В дальнем конце зала на крошечной эстраде играли живую музыку три настоящих музыканта в длинных белых пиджаках: пианист, скрипач и контрабасист. Рядом на танцевальной площадке топтались несколько пар. Почти все столики были заняты — люди ужинали, разговаривали, смеялись — всё как в кино. Полковник был совершенно прав, переодев меня: трудно вообразить, как смотрелись бы рядом с этими модными платьями, туфлями и костюмами мои потертые джинсы, свитер с растянутым воротом и сапоги в прошлогодних разводах питерской соли…
Женщину-цель я разглядела сразу: она сидела с двумя подругами за столиком у окна, метрах в пятнадцати от меня. Вживую она казалась еще симпатичней, чем на снимке. Подруги оживленно переговаривались, смеялись; моя цель тоже участвовала в разговоре, но как-то более сдержанно, вполне искренне, но на полтона ниже, что тоже не могло не импонировать. Черт возьми… я должна была уничтожить человека, который мне определенно нравился…
— Эй… ты откуда тут такая?
Я обернулась. Передо мной стоял совсем молоденький парень — лет восемнадцати, если не меньше, одетый, как и все тут, по последней моде, но с подчеркнутой небрежностью, которая, по-видимому, должна была символизировать бунт подрастающего поколения французских кинозвезд: ворот дорогущей рубашки расстегнут, рукава завернуты вверх, а галстук сбит набок. Пацан был заметно пьян и с некоторым трудом фокусировал взгляд на мне… вернее даже, не на мне вообще, а в частности — на моей груди.

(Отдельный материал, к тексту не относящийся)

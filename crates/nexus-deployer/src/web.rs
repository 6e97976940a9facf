//! Browser entry: connect the injected wallet and follow its events.

use eyre::{eyre, Result};

use nexus_deployer_adapters::{BrowserSurface, DeployerConfig, Eip1193Adapter, SystemClockAdapter};
use nexus_deployer_core::{acquire_provider, ClockPort, WalletError, WalletSession};

const EVENT_POLL_MS: u64 = 500;

pub async fn run() -> Result<()> {
    let config = DeployerConfig::default();
    let acquired = acquire_provider(&BrowserSurface, &SystemClockAdapter, config.acquire_policy())
        .await
        .ok_or_else(|| eyre!(WalletError::ProviderMissing))?;
    tracing::info!(brand = %acquired.brand, "wallet provider found");

    let mut session = WalletSession::new(acquired.provider, config.network);
    if !session.reconnect_silently().await? {
        session.connect().await?;
    }
    log_state(&session);

    loop {
        SystemClockAdapter.sleep_ms(EVENT_POLL_MS).await;
        if session.process_events().await > 0 {
            log_state(&session);
        }
    }
}

fn log_state(session: &WalletSession<Eip1193Adapter>) {
    let state = session.state();
    tracing::info!(
        connected = state.is_connected,
        address = %state.display_address(),
        chain_id = ?state.chain_id,
        on_target = state.network.is_some(),
        "wallet state"
    );
    if let Some(err) = session.last_error() {
        tracing::warn!("{err}");
    }
}
//! Hardhat artifact loading.
//!
//! `npx hardhat compile` writes `artifacts/contracts/<File>.sol/<Name>.json`.
//! Each artifact whose `contractName` matches a template supplies that
//! template's bytecode and ABI.

use std::fs;
use std::path::{Path, PathBuf};

use alloy::json_abi::JsonAbi;
use alloy::primitives::Bytes;
use serde::Deserialize;
use thiserror::Error;

use nexus_deployer_core::TemplateRegistry;

#[derive(Debug, Error)]
pub enum ArtifactError {
    #[error("failed to read {path}: {source}")]
    Io {
        path: PathBuf,
        #[source]
        source: std::io::Error,
    },
    #[error("invalid artifact {path}: {source}")]
    Parse {
        path: PathBuf,
        #[source]
        source: serde_json::Error,
    },
}

#[derive(Debug, Clone, Deserialize)]
#[serde(rename_all = "camelCase")]
pub struct HardhatArtifact {
    pub contract_name: String,
    pub abi: JsonAbi,
    pub bytecode: Bytes,
}

pub fn load_artifact(path: &Path) -> Result<HardhatArtifact, ArtifactError> {
    let raw = fs::read_to_string(path).map_err(|source| ArtifactError::Io {
        path: path.to_owned(),
        source,
    })?;
    serde_json::from_str(&raw).map_err(|source| ArtifactError::Parse {
        path: path.to_owned(),
        source,
    })
}

/// Walks `dir` and attaches every matching artifact. Returns the contract
/// names that were attached. Debug files and bytecode-less artifacts
/// (interfaces, abstract contracts) are skipped.
pub fn attach_artifacts(
    registry: &mut TemplateRegistry,
    dir: &Path,
) -> Result<Vec<String>, ArtifactError> {
    let mut files = Vec::new();
    collect_json(dir, &mut files)?;
    files.sort();

    let mut attached = Vec::new();
    for path in files {
        let artifact = match load_artifact(&path) {
            Ok(a) => a,
            Err(ArtifactError::Parse { path, source }) => {
                tracing::debug!(path = %path.display(), "skipping non-artifact json: {source}");
                continue;
            }
            Err(e) => return Err(e),
        };
        if artifact.bytecode.is_empty() {
            continue;
        }
        let name = artifact.contract_name.clone();
        if registry.attach_artifact(&name, artifact.bytecode, Some(artifact.abi)) {
            tracing::info!(contract = %name, path = %path.display(), "attached compiled artifact");
            attached.push(name);
        }
    }
    Ok(attached)
}

fn collect_json(dir: &Path, out: &mut Vec<PathBuf>) -> Result<(), ArtifactError> {
    let io_err = |source| ArtifactError::Io {
        path: dir.to_owned(),
        source,
    };
    for entry in fs::read_dir(dir).map_err(io_err)? {
        let path = entry.map_err(io_err)?.path();
        if path.is_dir() {
            collect_json(&path, out)?;
        } else if path.extension().is_some_and(|e| e == "json")
            && !path.to_string_lossy().ends_with(".dbg.json")
        {
            out.push(path);
        }
    }
    Ok(())
}
#![allow(dead_code)]

use std::cell::Cell;
use std::collections::{BTreeSet, HashMap, VecDeque};
use std::sync::atomic::{AtomicU64, Ordering};
use std::sync::{Arc, Mutex};

use alloy::primitives::{keccak256, Address, B256, U256};
use serde_json::{json, Value};

use nexus_deployer_core::domain::{Injected, InjectedProvider, ProviderFlags};
use nexus_deployer_core::{
    ClockPort, Eip1193Port, EventHub, InjectionSurface, PortError, Subscription, WalletEvent,
};

/// Virtual clock: sleeping advances time and returns immediately.
#[derive(Debug, Default)]
pub struct TestClock {
    now: AtomicU64,
}

impl TestClock {
    pub fn elapsed_ms(&self) -> u64 {
        self.now.load(Ordering::SeqCst)
    }
}

impl ClockPort for TestClock {
    fn now_ms(&self) -> Result<u64, PortError> {
        Ok(1_739_750_400_000 + self.now.load(Ordering::SeqCst))
    }

    async fn sleep_ms(&self, ms: u64) {
        self.now.fetch_add(ms, Ordering::SeqCst);
    }
}

#[derive(Debug)]
struct WalletInner {
    accounts: Vec<Address>,
    authorized: bool,
    chain_id: u64,
    known_chains: BTreeSet<u64>,
    balance: U256,
    gas_limit: u64,
    gas_price: U256,
    receipt_after_polls: u32,
    receipt_polls: u32,
    receipt_status: &'static str,
    omit_contract_address: bool,
    sent: Vec<Value>,
    calls: Vec<String>,
    failures: HashMap<String, VecDeque<PortError>>,
    hanging: BTreeSet<String>,
}

/// Scripted EIP-1193 wallet that records every call it receives.
#[derive(Debug, Clone)]
pub struct ScriptedWallet {
    inner: Arc<Mutex<WalletInner>>,
    hub: EventHub,
    released: Arc<AtomicU64>,
}

impl Default for ScriptedWallet {
    fn default() -> Self {
        Self::on_chain(3940)
    }
}

impl ScriptedWallet {
    pub fn on_chain(chain_id: u64) -> Self {
        Self {
            inner: Arc::new(Mutex::new(WalletInner {
                accounts: vec![account_a()],
                authorized: true,
                chain_id,
                known_chains: BTreeSet::from([1, chain_id]),
                balance: U256::from(10u64).pow(U256::from(18u64)),
                gas_limit: 120_000,
                gas_price: U256::from(1_000_000_000u64),
                receipt_after_polls: 1,
                receipt_polls: 0,
                receipt_status: "0x1",
                omit_contract_address: false,
                sent: Vec::new(),
                calls: Vec::new(),
                failures: HashMap::new(),
                hanging: BTreeSet::new(),
            })),
            hub: EventHub::default(),
            released: Arc::new(AtomicU64::new(0)),
        }
    }

    fn with<R>(&self, f: impl FnOnce(&mut WalletInner) -> R) -> R {
        f(&mut self.inner.lock().expect("wallet lock"))
    }

    pub fn set_accounts(&self, accounts: Vec<Address>) {
        self.with(|w| w.accounts = accounts);
    }

    pub fn set_authorized(&self, authorized: bool) {
        self.with(|w| w.authorized = authorized);
    }

    pub fn forget_chain(&self, chain_id: u64) {
        self.with(|w| w.known_chains.remove(&chain_id));
    }

    pub fn set_balance(&self, balance: U256) {
        self.with(|w| w.balance = balance);
    }

    pub fn set_receipt_after_polls(&self, polls: u32) {
        self.with(|w| w.receipt_after_polls = polls);
    }

    pub fn set_receipt_status(&self, status: &'static str) {
        self.with(|w| w.receipt_status = status);
    }

    pub fn omit_contract_address(&self) {
        self.with(|w| w.omit_contract_address = true);
    }

    /// The next call to `method` fails with `err`.
    pub fn fail_next(&self, method: &str, err: PortError) {
        self.with(|w| {
            w.failures
                .entry(method.to_owned())
                .or_default()
                .push_back(err)
        });
    }

    /// Calls to `method` never resolve.
    pub fn hang(&self, method: &str) {
        self.with(|w| w.hanging.insert(method.to_owned()));
    }

    pub fn calls(&self) -> Vec<String> {
        self.with(|w| w.calls.clone())
    }

    pub fn call_count(&self, method: &str) -> usize {
        self.with(|w| w.calls.iter().filter(|c| *c == method).count())
    }

    pub fn sent(&self) -> Vec<Value> {
        self.with(|w| w.sent.clone())
    }

    pub fn chain_id(&self) -> u64 {
        self.with(|w| w.chain_id)
    }

    pub fn emit(&self, event: WalletEvent) -> u64 {
        self.hub.publish(event)
    }

    pub fn listener_count(&self) -> usize {
        self.hub.subscriber_count()
    }

    pub fn released_count(&self) -> u64 {
        self.released.load(Ordering::SeqCst)
    }

    fn respond(&self, method: &str, params: &Value) -> Result<Value, PortError> {
        let mut w = self.inner.lock().expect("wallet lock");
        w.calls.push(method.to_owned());
        if let Some(err) = w.failures.get_mut(method).and_then(VecDeque::pop_front) {
            return Err(err);
        }
        match method {
            "eth_requestAccounts" => Ok(json!(w.accounts)),
            "eth_accounts" => {
                if w.authorized {
                    Ok(json!(w.accounts))
                } else {
                    Ok(json!([]))
                }
            }
            "eth_chainId" => Ok(json!(format!("{:#x}", w.chain_id))),
            "wallet_switchEthereumChain" => {
                let raw = params
                    .pointer("/0/chainId")
                    .and_then(Value::as_str)
                    .unwrap_or_default();
                let id = u64::from_str_radix(raw.trim_start_matches("0x"), 16)
                    .map_err(|e| PortError::rpc(-32602, e.to_string()))?;
                if !w.known_chains.contains(&id) {
                    return Err(PortError::rpc(
                        4902,
                        format!("Unrecognized chain ID \"{raw}\""),
                    ));
                }
                w.chain_id = id;
                Ok(Value::Null)
            }
            "wallet_addEthereumChain" => {
                let raw = params
                    .pointer("/0/chainId")
                    .and_then(Value::as_str)
                    .unwrap_or_default();
                let id = u64::from_str_radix(raw.trim_start_matches("0x"), 16)
                    .map_err(|e| PortError::rpc(-32602, e.to_string()))?;
                w.known_chains.insert(id);
                Ok(Value::Null)
            }
            "eth_getBalance" => Ok(json!(format!("{:#x}", w.balance))),
            "eth_gasPrice" => Ok(json!(format!("{:#x}", w.gas_price))),
            "eth_estimateGas" => Ok(json!(format!("{:#x}", w.gas_limit))),
            "eth_sendTransaction" => {
                let tx = params.get(0).cloned().unwrap_or(Value::Null);
                w.sent.push(tx);
                Ok(json!(tx_hash(w.sent.len()).to_string()))
            }
            "eth_getTransactionReceipt" => {
                w.receipt_polls += 1;
                if w.receipt_polls < w.receipt_after_polls {
                    return Ok(Value::Null);
                }
                let contract: Value = if w.omit_contract_address {
                    Value::Null
                } else {
                    json!(contract_address().to_string())
                };
                Ok(json!({
                    "transactionHash": params.get(0).cloned().unwrap_or(Value::Null),
                    "contractAddress": contract,
                    "gasUsed": "0x1d4c0",
                    "effectiveGasPrice": format!("{:#x}", w.gas_price),
                    "status": w.receipt_status,
                }))
            }
            other => Err(PortError::rpc(
                -32601,
                format!("the method {other} does not exist/is not available"),
            )),
        }
    }
}

impl Eip1193Port for ScriptedWallet {
    async fn request(&self, method: &str, params: Value) -> Result<Value, PortError> {
        let hangs = self.with(|w| w.hanging.contains(method));
        if hangs {
            self.with(|w| w.calls.push(method.to_owned()));
            futures::future::pending::<()>().await;
        }
        self.respond(method, &params)
    }

    fn subscribe(&self) -> Result<Subscription, PortError> {
        let released = Arc::clone(&self.released);
        Ok(self.hub.subscribe_with_release(Some(Box::new(move || {
            released.fetch_add(1, Ordering::SeqCst);
            Ok(())
        }))))
    }
}

/// Surface whose injection appears after a number of empty probes.
#[derive(Debug)]
pub struct LateSurface {
    pub appears_after: Option<u32>,
    pub root: ProviderFlags,
    pub siblings: Vec<(&'static str, ProviderFlags)>,
    probes: Cell<u32>,
}

impl LateSurface {
    pub fn new(appears_after: Option<u32>) -> Self {
        Self {
            appears_after,
            root: ProviderFlags::default(),
            siblings: Vec::new(),
            probes: Cell::new(0),
        }
    }

    pub fn probes(&self) -> u32 {
        self.probes.get()
    }
}

impl InjectionSurface for LateSurface {
    type Provider = &'static str;

    async fn probe(&self) -> Option<Injected<Self::Provider>> {
        let seen = self.probes.get();
        self.probes.set(seen + 1);
        let ready = self.appears_after.is_some_and(|n| seen >= n);
        ready.then(|| Injected {
            root: InjectedProvider {
                provider: "root",
                flags: self.root,
            },
            siblings: self
                .siblings
                .iter()
                .map(|(name, flags)| InjectedProvider {
                    provider: *name,
                    flags: *flags,
                })
                .collect(),
        })
    }
}

pub fn metamask() -> ProviderFlags {
    ProviderFlags {
        is_metamask: true,
        ..ProviderFlags::default()
    }
}

pub fn coinbase() -> ProviderFlags {
    ProviderFlags {
        is_coinbase_wallet: true,
        ..ProviderFlags::default()
    }
}

pub fn account_a() -> Address {
    "0x1000000000000000000000000000000000000001"
        .parse()
        .expect("valid account a")
}

pub fn account_b() -> Address {
    "0x2000000000000000000000000000000000000002"
        .parse()
        .expect("valid account b")
}

pub fn contract_address() -> Address {
    "0x000000000000000000000000000000000000cafe"
        .parse()
        .expect("valid contract address")
}

pub fn tx_hash(n: usize) -> B256 {
    keccak256(n.to_be_bytes())
}

pub fn rejected() -> PortError {
    PortError::rpc(4001, "User rejected the request.")
}
impl<P: Eip1193Port, C: ClockPort> Deployer<P, C> {
    pub fn new(provider: P, clock: C, network: NetworkConfig) -> Self {
        Self::with_policy(provider, clock, network, DeploymentPolicy::default())
    }

    pub fn with_policy(
        provider: P,
        clock: C,
        network: NetworkConfig,
        policy: DeploymentPolicy,
    ) -> Self {
        Self {
            provider,
            clock,
            network,
            policy,
            phase: DeployPhase::Idle,
            prepared: None,
            estimate: None,
            result: None,
            pending_tx: None,
            last_error: None,
            history: DeploymentHistory::default(),
        }
    }

    pub fn phase(&self) -> DeployPhase {
        self.phase
    }

    pub fn prepared(&self) -> Option<&PreparedDeployment> {
        self.prepared.as_ref()
    }

    pub fn estimate(&self) -> Option<&GasEstimate> {
        self.estimate.as_ref()
    }

    pub fn result(&self) -> Option<&DeploymentResult> {
        self.result.as_ref()
    }

    pub fn pending_tx(&self) -> Option<B256> {
        self.pending_tx
    }

    pub fn last_error(&self) -> Option<&DeployError> {
        self.last_error.as_ref()
    }

    pub fn history(&self) -> &DeploymentHistory {
        &self.history
    }

    pub fn provider(&self) -> &P {
        &self.provider
    }

    /// Field-level errors from the last rejected validation.
    pub fn field_errors(&self) -> Option<&ValidationErrors> {
        match &self.last_error {
            Some(DeployError::Validation(errors)) => Some(errors),
            _ => None,
        }
    }

    pub fn can_submit(&self, wallet: &WalletState) -> bool {
        self.phase == DeployPhase::Ready && wallet.is_on(&self.network)
    }

    fn step(&mut self, action: DeployAction) -> Result<(), DeployError> {
        let (to, transition) = deploy_transition(self.phase, action)?;
        tracing::debug!(
            from = ?transition.from,
            to = ?transition.to,
            action = ?transition.action,
            "deploy transition"
        );
        self.phase = to;
        Ok(())
    }

    /// Coerces `inputs` against the template. Makes no provider calls.
    pub fn validate(
        &mut self,
        template: &ContractTemplate,
        inputs: &[String],
    ) -> Result<&PreparedDeployment, DeployError> {
        self.step(DeployAction::Validate)?;
        self.prepared = None;
        self.estimate = None;
        self.result = None;
        self.last_error = None;

        match prepare(template, inputs) {
            Ok(prepared) => {
                self.step(DeployAction::InputAccepted)?;
                Ok(&*self.prepared.insert(prepared))
            }
            Err(err) => {
                self.step(DeployAction::InputRejected)?;
                self.last_error = Some(err.clone());
                Err(err)
            }
        }
    }

    /// `eth_estimateGas` plus `eth_gasPrice`, bounded by the estimate timeout.
    /// A failure leaves the deployment ready to submit with explicit overrides.
    pub async fn estimate_gas(&mut self, wallet: &WalletState) -> Result<GasEstimate, DeployError> {
        let from = wallet.address.ok_or(DeployError::NotConnected)?;
        self.step(DeployAction::Estimate)?;
        let Some(prepared) = self.prepared.as_ref() else {
            self.step(DeployAction::EstimateSettled)?;
            return Err(DeployError::Encoding("no prepared deployment".to_owned()));
        };
        let tx = json!({
            "from": from.to_string(),
            "data": prepared.data.to_string(),
        });

        let outcome = {
            let provider = &self.provider;
            let work = pin!(async {
                let gas_limit = rpc::estimate_gas(provider, &tx).await?;
                let gas_price = rpc::gas_price(provider).await?;
                Ok::<_, PortError>(GasEstimate {
                    gas_limit,
                    gas_price,
                })
            });
            let timeout = pin!(self.clock.sleep_ms(self.policy.estimate_timeout_ms));
            match select(work, timeout).await {
                Either::Left((Ok(estimate), _)) => Ok(estimate),
                Either::Left((Err(e), _)) => Err(DeployError::Estimation(e.provider_message())),
                Either::Right(((), _)) => Err(DeployError::EstimationTimeout),
            }
        };

        self.step(DeployAction::EstimateSettled)?;
        match outcome {
            Ok(estimate) => {
                tracing::info!(
                    gas_limit = estimate.gas_limit,
                    gas_price = %estimate.gas_price,
                    "gas estimated"
                );
                self.estimate = Some(estimate);
                Ok(estimate)
            }
            Err(err) => {
                tracing::warn!("gas estimation failed: {err}");
                self.estimate = None;
                self.last_error = Some(err.clone());
                Err(err)
            }
        }
    }

    /// Sends the creation transaction and waits for its receipt.
    pub async fn submit(
        &mut self,
        wallet: &WalletState,
        overrides: GasOverrides,
    ) -> Result<DeploymentResult, DeployError> {
        deploy_transition(self.phase, DeployAction::Submit)?;
        let from = self.check_wallet(wallet, overrides)?;
        let prepared = self
            .prepared
            .clone()
            .ok_or_else(|| DeployError::Encoding("no prepared deployment".to_owned()))?;
        let gas_limit = overrides
            .gas_limit
            .or(self.estimate.map(|e| e.gas_limit));
        let gas_price = overrides
            .gas_price
            .or(self.estimate.map(|e| e.gas_price));
        let tx = creation_tx(from, &prepared.data, gas_limit, gas_price);

        self.step(DeployAction::Submit)?;
        self.result = None;
        self.last_error = None;
        tracing::info!(template = %prepared.template_id, %from, "submitting deployment");

        let hash = match rpc::send_transaction(&self.provider, &tx).await {
            Ok(hash) => hash,
            Err(e) => {
                let err = DeployError::from_wallet(e);
                return self.fail(DeployAction::WalletRejected, err, None);
            }
        };
        self.step(DeployAction::WalletApproved)?;
        self.pending_tx = Some(hash);
        tracing::info!(tx_hash = %hash, "deployment transaction sent");

        let receipt = match self.wait_for_receipt(hash).await {
            Ok(receipt) => receipt,
            Err(err) => return self.fail(DeployAction::ConfirmationFailed, err, Some(hash)),
        };
        if receipt.status == Some(false) {
            return self.fail(
                DeployAction::ConfirmationFailed,
                DeployError::Reverted(hash),
                Some(hash),
            );
        }
        let Some(address) = receipt.contract_address else {
            return self.fail(
                DeployAction::ConfirmationFailed,
                DeployError::MissingContractAddress(hash),
                Some(hash),
            );
        };

        let price = receipt.effective_gas_price.or(gas_price);
        let cost = price.map(|p| format_ether(U256::from(receipt.gas_used).saturating_mul(p)));
        let result = DeploymentResult::succeeded(address, hash, receipt.gas_used, cost);
        self.step(DeployAction::Confirmed)?;
        self.pending_tx = None;
        self.result = Some(result.clone());

        let timestamp_ms = self.clock.now_ms().unwrap_or_else(|e| {
            tracing::warn!("clock unavailable: {e}");
            0
        });
        self.history.record(DeployedContract {
            address,
            template_id: prepared.template_id,
            name: prepared.template_name,
            transaction_hash: hash,
            deployer: from,
            timestamp_ms: TimestampMs(timestamp_ms),
        });
        tracing::info!(%address, gas_used = receipt.gas_used, "contract deployed");
        Ok(result)
    }

    fn check_wallet(
        &self,
        wallet: &WalletState,
        overrides: GasOverrides,
    ) -> Result<Address, DeployError> {
        let from = wallet
            .address
            .filter(|_| wallet.is_connected)
            .ok_or(DeployError::NotConnected)?;
        if !wallet.is_on(&self.network) {
            return Err(DeployError::WrongNetwork {
                network: self.network.name,
            });
        }

        let gas_limit = overrides.gas_limit.or(self.estimate.map(|e| e.gas_limit));
        let gas_price = overrides.gas_price.or(self.estimate.map(|e| e.gas_price));
        if let (Some(limit), Some(price), Some(balance)) = (gas_limit, gas_price, wallet.balance_wei)
        {
            let needed = U256::from(limit).saturating_mul(price);
            if needed > balance {
                return Err(DeployError::InsufficientFunds {
                    needed: format_ether(needed),
                    available: format_ether(balance),
                    symbol: self.network.symbol,
                });
            }
        }
        Ok(from)
    }

    async fn wait_for_receipt(&self, hash: B256) -> Result<TxReceipt, DeployError> {
        let interval = self.policy.receipt_poll_interval_ms.max(1);
        let mut waited = 0u64;
        loop {
            match rpc::transaction_receipt(&self.provider, hash).await {
                Ok(Some(receipt)) => return Ok(receipt),
                Ok(None) => {}
                Err(e) => tracing::warn!(tx_hash = %hash, "receipt lookup failed: {e}"),
            }
            if waited >= self.policy.receipt_timeout_ms {
                return Err(DeployError::ReceiptTimeout(hash));
            }
            self.clock.sleep_ms(interval).await;
            waited += interval;
        }
    }

    fn fail(
        &mut self,
        action: DeployAction,
        err: DeployError,
        hash: Option<B256>,
    ) -> Result<DeploymentResult, DeployError> {
        tracing::error!("deployment failed: {err}");
        self.step(action)?;
        self.pending_tx = None;
        self.result = Some(DeploymentResult::failed(err.to_string(), hash));
        self.last_error = Some(err.clone());
        Err(err)
    }

    /// "Deploy another": drops the attempt but keeps the history.
    pub fn reset(&mut self) -> Result<(), DeployError> {
        self.step(DeployAction::Reset)?;
        self.prepared = None;
        self.estimate = None;
        self.result = None;
        self.pending_tx = None;
        self.last_error = None;
        Ok(())
    }
}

— Что случилось, сынок? — ласково поинтересовалась я. — Ты принял меня за маму? Или за старшую сестренку?
Парень изумленно вскинул брови и впервые посмотрел мне в лицо.
— Борзая, да? Я сразу понял, что ты не отсюда…
Он поставил стакан на стойку и взобрался на табурет рядом со мной. Тут только я обратила внимание, что бар опустел. Когда я вошла, у стойки сидели в основном девушки; теперь все они переминались на танцплощадке в обнимку со своими кавалерами.
— Может, пойдем ко мне? — не отставал молодой. — Не пожалеешь…
Но я не слушала его, пораженная внезапным открытием: Новоявленский не случайно велел мне сесть именно у стойки. По-видимому, здесь было место для девиц вполне определенной профессии, предназначенных для развлечения одиноких гостей мужского пола. Я присмотрелась к своим недавним соседкам. Так и есть — в обертке дорогих платьев здесь подавалось откровенно вульгарное содержание: двусмысленные улыбочки, чрезмерно накрашенные рты, вызывающая походка, поведение на грани непристойности. Впрочем, и мой боевой раскрас — заботами сотрудницы-специалистки — не слишком отличался от принятого у стойки! Стоит ли тогда удивляться грубости, с которой клеится ко мне этот разгоряченный щенок?